Federal law deems public trust in the courts so critical that it requires judges to step aside if their "impartiality might reasonably be questioned," even if the judge is completely impartial as a matter of fact. As Justice John Paul Stevens wrote in a 1988 Supreme Court opinion, "the very purpose of [this law] is to promote confidence in the judiciary by avoiding even the appearance of impropriety whenever possible."So, maybe Supreme Court nominee Roberts shouldn't have heard and considered arguments in Hamdan v. Rumsfeld while he was being courted by the White House about the high court vacancy. Needless to say, Roberts ruled in Bush's favor.

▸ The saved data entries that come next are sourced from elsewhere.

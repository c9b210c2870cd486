use axum::{Extension, Json, extract::State};
use chrono::Utc;
use tracing::info;

use pulse_insights::validation::{validate_email, validate_username};
use pulse_types::api::{Claims, UpdateProfile};
use pulse_types::models::User;

use crate::auth::{AppState, current_user};
use crate::error::{ApiError, blocking};

pub async fn get_profile(
    State(state): State<AppState>,
    Extension(claims): Extension<Claims>,
) -> Result<Json<User>, ApiError> {
    Ok(Json(current_user(&state, &claims).await?.into_user()))
}

/// Change username and/or email. A rename carries over to the caller's
/// feedback and issue rows.
pub async fn update_profile(
    State(state): State<AppState>,
    Extension(claims): Extension<Claims>,
    Json(req): Json<UpdateProfile>,
) -> Result<Json<User>, ApiError> {
    let username = req.username.map(|u| u.trim().to_string());
    let email = req.email.map(|e| e.trim().to_string());
    if let Some(username) = &username {
        validate_username(username)?;
    }
    if let Some(email) = &email {
        validate_email(email)?;
    }

    let current = current_user(&state, &claims).await?;

    let db = state.clone();
    let id = current.id.clone();
    let (name, mail) = (username.clone(), email.clone());
    let (name_taken, email_taken) = blocking(move || {
        let name_taken = match &name {
            Some(n) => db.db.get_user_by_username(n)?.is_some_and(|u| u.id != id),
            None => false,
        };
        let email_taken = match &mail {
            Some(m) => db.db.get_user_by_email(m)?.is_some_and(|u| u.id != id),
            None => false,
        };
        Ok((name_taken, email_taken))
    })
    .await?;
    if name_taken {
        return Err(ApiError::conflict("username", "Username is already taken"));
    }
    if email_taken {
        return Err(ApiError::conflict("email", "An account with this email already exists"));
    }

    let db = state.clone();
    let id = current.id.clone();
    let row = blocking(move || db.db.update_profile(&id, username.as_deref(), email.as_deref(), Utc::now()))
        .await
        .map_err(ApiError::user_conflict)?
        .ok_or(ApiError::Unauthorized)?;

    if row.username != current.username {
        info!("{} renamed to {}", current.username, row.username);
    }
    Ok(Json(row.into_user()))
}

Roberts' vote was not a mere add-on. His vote was decisive on a key question of presidential power that now confronts the nation. Although all three judges reached the same bottom line in the case, they were divided on whether the Geneva Conventions grant basic human rights to prisoners like Hamdan who don't qualify for other Geneva protections. The lower court had held that some provisions do. Judge Roberts and a second judge rejected that view. The third judge said Geneva did apply, but found it premature to resolve the issues it raised. Hamdan has since asked the Supreme Court to hear the case.Sure, he probably would have done the same thing no matter what. But you have to wonder--did that case come up in the myriad of interviews conducted around that time, before it was decided? Was the White House using Hamdan as a part of the interview process? Is there any question that, had Roberts indicated a problem with the President's argument in that case, he would have been passed over?
Roberts did not have to sit out every case involving the government, no matter how routine, while he was being interviewed for the Supreme Court position. The government litigates too many cases for that to make any sense. But Hamdan was not merely suing the government. He was suing the president, who had authorized the military commissions and who had personally designated Hamdan for a commission trial, explaining that "there is reason to believe that [Hamdan] was … involved in terrorism."